__Collected data entries__.
------------

impl RecursionAnalyzer {
    pub fn new() -> Self {
        Self::default()
    }

    /// Analyze every unanalyzed relation reachable from `start`, appending
    /// the units formed to `units`.
    pub fn analyze(
        &mut self,
        start: RelationId,
        registry: &mut Registry,
        units: &mut Vec<ExecutionUnit>,
        diagnostics: &mut Diagnostics,
    ) {
        if registry.relation(start).state() != RelationState::Unanalyzed {
            return;
        }
        self.next_run += 1;
        let run = self.next_run;
        let mut stack: Vec<RelationId> = Vec::new();
        let mut on_stack: HashSet<RelationId> = HashSet::new();
        let mut walk: Vec<Visit> = Vec::new();
        let mut conflicts: HashSet<RelationId> = HashSet::new();

        self.enter(start, false, run, registry, &mut stack, &mut on_stack, &mut walk);

        while let Some(top) = walk.last_mut() {
            if top.next < top.edges.len() {
                let edge = top.edges[top.next];
                top.next += 1;
                let from = top.relation;
                let negated = edge.dependency == DependencyType::Negative;
                let parity = registry.relation(from).tags.parity ^ negated;
                let target = registry.relation(edge.relation);

                if target.state() != RelationState::Unanalyzed {
                    continue;
                }
                if target.tags.depth < 0 {
                    self.enter(edge.relation, parity, run, registry, &mut stack, &mut on_stack, &mut walk);
                } else if target.tags.run == run && on_stack.contains(&edge.relation) {
                    let depth = target.tags.depth;
                    if target.tags.parity != parity {
                        debug!(relation = %registry.display_name(edge.relation), "parity_mismatch");
                        conflicts.insert(edge.relation);
                    }
                    let tags = &mut registry.relation_mut(from).tags;
                    tags.back_edge = tags.back_edge.min(depth);
                }
                continue;
            }

            let Some(done) = walk.pop() else { break };
            let tags = registry.relation(done.relation).tags;
            if let Some(parent) = walk.last() {
                let parent_tags = &mut registry.relation_mut(parent.relation).tags;
                parent_tags.back_edge = parent_tags.back_edge.min(tags.back_edge);
            }
            if tags.back_edge == tags.depth {
                let mut members = Vec::new();
                while let Some(member) = stack.pop() {
                    on_stack.remove(&member);
                    members.push(member);
                    if member == done.relation {
                        break;
                    }
                }
                let conflicted = members.iter().any(|m| conflicts.contains(m));
                let unit = form_unit(done.relation, members, conflicted, registry, units.len(), diagnostics);
                units.push(unit);
            }
        }
    }

    fn enter(
        &mut self,
        relation: RelationId,
        parity: bool,
        run: u32,
        registry: &mut Registry,
        stack: &mut Vec<RelationId>,
        on_stack: &mut HashSet<RelationId>,
        walk: &mut Vec<Visit>,
    ) {
        let depth = self.next_depth;
        self.next_depth += 1;
        let entry = registry.relation_mut(relation);
        entry.tags = RecursionTags {
            depth,
            run,
            back_edge: depth,
            parity,
            in_recursive_loop: false,
        };
        stack.push(relation);
        on_stack.insert(relation);
        let edges = entry.dependencies();
        walk.push(Visit {
            relation,
            edges,
            next: 0,
        });
    }
}

fn form_unit(
    root: RelationId,
    mut members: Vec<RelationId>,
    conflicted: bool,
    registry: &mut Registry,
    index: usize,
    diagnostics: &mut Diagnostics,
) -> ExecutionUnit {
    members.sort_unstable();
    let id = UnitId(index as u32);
    let mut recursive = members.len() > 1;
    let mut unreliable = conflicted;
    for &member in &members {
        for read in registry.relation(member).dependencies() {
            if members.binary_search(&read.relation).is_ok() {
                recursive = true;
                if read.dependency == DependencyType::Negative {
                    unreliable = true;
                }
            }
        }
    }
    for &member in &members {
        let relation = registry.relation_mut(member);
        relation.state = RelationState::Analyzed;
        relation.unit = Some(id);
        relation.tags.in_recursive_loop = recursive;
    }
    let names: Vec<&str> = members.iter().map(|&m| registry.display_name(m)).collect();
    info!(unit = %id, members = ?names, recursive, "execution_unit_formed");
    if unreliable {
        let relation = registry.display_name(root).to_string();
        warn!(unit = %id, relation = %relation, "parity_error");
        diagnostics.report(EngineError::Parity { relation });
    }
    ExecutionUnit {
        id,
        members,
        recursive,
        unreliable,
        iterations: 0,
    }
}

#[cfg(test)]
mod tests {
    use super::*;
    use crate::eval::{Column, JoinId, Node, RuleEvaluation};
    use crate::interner::Interner;
    use crate::name::{CompoundName, PredicateName};
    use crate::relation::{CompiledRule, RuleOrigin};
    use crate::table::Window;
    use std::sync::Arc;

    fn registry_with(count: usize, strings: &mut Interner) -> (Registry, Vec<RelationId>) {
        let mut registry = Registry::new(0);
        let ids = (0..count)
            .map(|i| {
                let name = PredicateName::new(
                    CompoundName::new([strings.intern(&format!("p{i}"))]),
                    CompoundName::empty(),
                );
                registry.get_or_create(&name, strings).unwrap()
            })
            .collect();
        (registry, ids)
    }

    fn link(registry: &mut Registry, head: RelationId, body: RelationId, dependency: DependencyType) {
        let plan = Arc::new(Node::Join {
            id: JoinId(0),
            relation: body,
            columns: vec![Column::Output(0)],
            read: Window::Full,
            recursive: false,
            access: None,
            next: Arc::new(Node::Write {
                relation: head,
                slots: vec![0],
                next: None,
            }),
        });
        registry
            .add_rule(CompiledRule {
                head,
                evaluation: Arc::new(RuleEvaluation::new(plan, 1)),
                reads: vec![Read {
                    relation: body,
                    dependency,
                }],
                origin: RuleOrigin::User,
            })
            .unwrap();
    }

    #[test]
    fn test_chain_forms_singleton_units() {
        let mut strings = Interner::new();
        let (mut registry, ids) = registry_with(3, &mut strings);
        link(&mut registry, ids[0], ids[1], DependencyType::Positive);
        link(&mut registry, ids[1], ids[2], DependencyType::Positive);
        let mut units = Vec::new();
        let mut diagnostics = Diagnostics::new();
        RecursionAnalyzer::new().analyze(ids[0], &mut registry, &mut units, &mut diagnostics);
        assert_eq!(units.len(), 3);
        assert!(units.iter().all(|u| !u.recursive && u.members.len() == 1));
        // Dependencies close first.
        assert_eq!(units[0].members, vec![ids[2]]);
        assert!(diagnostics.is_successful());
    }

    #[test]
    fn test_cycle_forms_one_unit() {
        let mut strings = Interner::new();
        let (mut registry, ids) = registry_with(3, &mut strings);
        link(&mut registry, ids[0], ids[1], DependencyType::Positive);
        link(&mut registry, ids[1], ids[0], DependencyType::Positive);
        link(&mut registry, ids[1], ids[2], DependencyType::Positive);
        let mut units = Vec::new();
        let mut diagnostics = Diagnostics::new();
        RecursionAnalyzer::new().analyze(ids[0], &mut registry, &mut units, &mut diagnostics);
        assert_eq!(units.len(), 2);
        assert_eq!(units[1].members, vec![ids[0], ids[1]]);
        assert!(units[1].recursive);
        assert_eq!(registry.relation(ids[0]).unit(), registry.relation(ids[1]).unit());
    }

    #[test]
    fn test_self_loop_is_recursive() {
        let mut strings = Interner::new();
        let (mut registry, ids) = registry_with(1, &mut strings);
        link(&mut registry, ids[0], ids[0], DependencyType::Positive);
        let mut units = Vec::new();
        let mut diagnostics = Diagnostics::new();
        RecursionAnalyzer::new().analyze(ids[0], &mut registry, &mut units, &mut diagnostics);
        assert_eq!(units.len(), 1);
        assert!(units[0].recursive);
    }

    #[test]
    fn test_negation_in_cycle_is_parity_error() {
        let mut strings = Interner::new();
        let (mut registry, ids) = registry_with(2, &mut strings);
        link(&mut registry, ids[0], ids[1], DependencyType::Negative);
        link(&mut registry, ids[1], ids[0], DependencyType::Positive);
        let mut units = Vec::new();
        let mut diagnostics = Diagnostics::new();
        RecursionAnalyzer::new().analyze(ids[0], &mut registry, &mut units, &mut diagnostics);
        assert_eq!(units.len(), 1);
        assert!(units[0].unreliable);
        assert_eq!(diagnostics.error_count(), 1);
        assert!(matches!(diagnostics.errors()[0], EngineError::Parity { .. }));
    }

    #[test]
    fn test_negated_path_flips_parity() {
        let mut strings = Interner::new();
        let (mut registry, ids) = registry_with(3, &mut strings);
        link(&mut registry, ids[0], ids[1], DependencyType::Negative);
        link(&mut registry, ids[1], ids[2], DependencyType::Positive);
        let mut units = Vec::new();
        let mut diagnostics = Diagnostics::new();
        RecursionAnalyzer::new().analyze(ids[0], &mut registry, &mut units, &mut diagnostics);
        assert!(!registry.relation(ids[0]).tags.parity);
        assert!(registry.relation(ids[1]).tags.parity);
        assert!(registry.relation(ids[2]).tags.parity);
        assert!(diagnostics.is_successful());
    }

    #[test]
    fn test_negated_self_loop_reported_once() {
        let mut strings = Interner::new();
        let (mut registry, ids) = registry_with(1, &mut strings);
        link(&mut registry, ids[0], ids[0], DependencyType::Negative);
        let mut units = Vec::new();
        let mut diagnostics = Diagnostics::new();
        RecursionAnalyzer::new().analyze(ids[0], &mut registry, &mut units, &mut diagnostics);
        assert_eq!(units.len(), 1);
        assert!(units[0].recursive && units[0].unreliable);
        assert_eq!(diagnostics.error_count(), 1);
    }

    #[test]
    fn test_negation_across_units_is_fine() {
        let mut strings = Interner::new();
        let (mut registry, ids) = registry_with(2, &mut strings);
        link(&mut registry, ids[0], ids[1], DependencyType::Negative);
        let mut units = Vec::new();
        let mut diagnostics = Diagnostics::new();
        RecursionAnalyzer::new().analyze(ids[0], &mut registry, &mut units, &mut diagnostics);
        assert_eq!(units.len(), 2);
        assert!(diagnostics.is_successful());
    }

    #[test]
    fn test_analyzed_relations_are_not_revisited() {
        let mut strings = Interner::new();
        let (mut registry, ids) = registry_with(2, &mut strings);
        link(&mut registry, ids[0], ids[1], DependencyType::Positive);
        let mut analyzer = RecursionAnalyzer::new();
        let mut units = Vec::new();
        let mut diagnostics = Diagnostics::new();
        analyzer.analyze(ids[1], &mut registry, &mut units, &mut diagnostics);
        analyzer.analyze(ids[0], &mut registry, &mut units, &mut diagnostics);
        assert_eq!(units.len(), 2);
        assert_eq!(units[1].members, vec![ids[0]]);
    }
}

------------

__ASSIGNMENT__.
Search the records above for the word "crate" and give the number of lines where it occurs, nothing else.

__WRITTEN RESPONSE__.
5